You’ve heard the law school phrase, “Good cases make bad law.”
Might Sunday’s Superdome blackout during Super Bowl XLVII make good law? (Assuming there is such a thing, that is.) From The Hill:
The Super Bowl power outage could fuel interest in energy policy debates that have been on Capitol Hill’s back burner in recent years, a top lawmaker said.
“I think it helps to perhaps kick-start the debate,” said Sen. Lisa Murkowski (R-Alaska), the ranking Republican on the Senate Energy and Natural Resources Committee.
“I think it raises an awareness. Unfortunately for us, most of us take energy for granted. It’s just always there,” Murkowski told reporters on Monday morning, moments after she unveiled a sweeping energy policy blueprint. …
“We have got this immaculate conception theory of energy. It just happens. The lights turn on, it’s the temperature we want, until it’s not, until it becomes inconvenient, it interrupts our game, it interrupts what we are doing, and then all of a sudden it is like, ‘well wait a minute, what it going on here, where do we get this stuff from, how could it not be there and be reliable,’” the Alaska Republican said. …
Her plan — which she hopes will inform a series of bills — touches on everything from electricity policy to oil-and-gas production to biofuels and more.
Its many recommendations for the electric power sector include reexamining regulations that Republicans allege will constrain coal-fired power generation.
The plan also includes calls to boost information-sharing to thwart cyberattacks against energy infrastructure and toughening criminal statutes for cyber crimes; various proposals to bolster transmission infrastructure; support for biomass-fired power, hydropower and development of small modular nuclear reactors, and many other proposals.
“We should aim to use energy more wisely, but that is not a substitute for production, or for measures that will increase the reliability of our systems and supply,” Murkowski said in a speech Monday morning to a conference of state electricity regulators.
Energy is required to power the economy. The idea that you will grow the economy and use less total energy is simply false. (No society in the history of mankind has ever downsized itself to prosperity.) Using less energy to save yourself money should be sufficient incentive to use less energy, not some sort of government stick (car fuel economy standards).
The best way to achieve energy security, however you define that, is to be able to generate energy from as many different sources as possible. That kind of strategy insulates you from price shocks in, for instance, gasoline, fuel oil, or natural gas. Those prices are set worldwide, but increasing domestic oil production makes the U.S. less subject to the whims of OPEC, particularly if, in the “Arab spring,” OPEC governments unfriendly to the U.S. are replaced by governments even more unfriendly to the U.S.
Many conservatives are reflexively opposed to “green energy.” I am not one of them, but I do not believe “green” energy is superior to other forms of energy.

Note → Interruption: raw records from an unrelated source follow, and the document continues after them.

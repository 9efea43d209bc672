// Rejection to response mapping

use std::convert::Infallible;

use tracing::{debug, error};
use warp::http::StatusCode;
use warp::Rejection;

use crate::models::ErrorResponse;

/// Something failed that the client cannot fix; details stay in the logs
#[derive(Debug)]
pub struct InternalError;

impl warp::reject::Reject for InternalError {}

/// Turn any rejection into a JSON error reply
pub async fn handle_rejection(err: Rejection) -> Result<impl warp::Reply, Infallible> {
    let (code, detail) = if err.is_not_found() {
        (StatusCode::NOT_FOUND, "Not Found")
    } else if let Some(e) = err.find::<warp::filters::body::BodyDeserializeError>() {
        debug!(error = %e, "Rejected request body");
        (StatusCode::UNPROCESSABLE_ENTITY, "Invalid request body")
    } else if err.find::<warp::reject::PayloadTooLarge>().is_some() {
        (StatusCode::PAYLOAD_TOO_LARGE, "Request body too large")
    } else if err.find::<warp::reject::LengthRequired>().is_some() {
        (StatusCode::LENGTH_REQUIRED, "Content-Length required")
    } else if err.find::<warp::reject::UnsupportedMediaType>().is_some() {
        (StatusCode::UNSUPPORTED_MEDIA_TYPE, "Unsupported Media Type")
    } else if err.find::<warp::reject::MethodNotAllowed>().is_some() {
        (StatusCode::METHOD_NOT_ALLOWED, "Method Not Allowed")
    } else if err.find::<InternalError>().is_some() {
        (StatusCode::INTERNAL_SERVER_ERROR, "Internal Server Error")
    } else {
        error!(rejection = ?err, "Unhandled rejection");
        (StatusCode::INTERNAL_SERVER_ERROR, "Internal Server Error")
    };

    let body = ErrorResponse {
        detail: detail.to_string(),
    };
    Ok(warp::reply::with_status(warp::reply::json(&body), code))
}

I’m not necessarily opposed to the tax breaks the green energy has been getting because I am opposed to taxing business. I am opposed to penalizing other forms of energy to promote green energy, however. (The Obama administration’s weak-dollar policy has the side effect, unintended or not, of driving up gas prices.)
The more sources of energy we have — coal, natural gas, nuclear, solar, hydroelectric, wind, geothermal, biomass — the better off we are.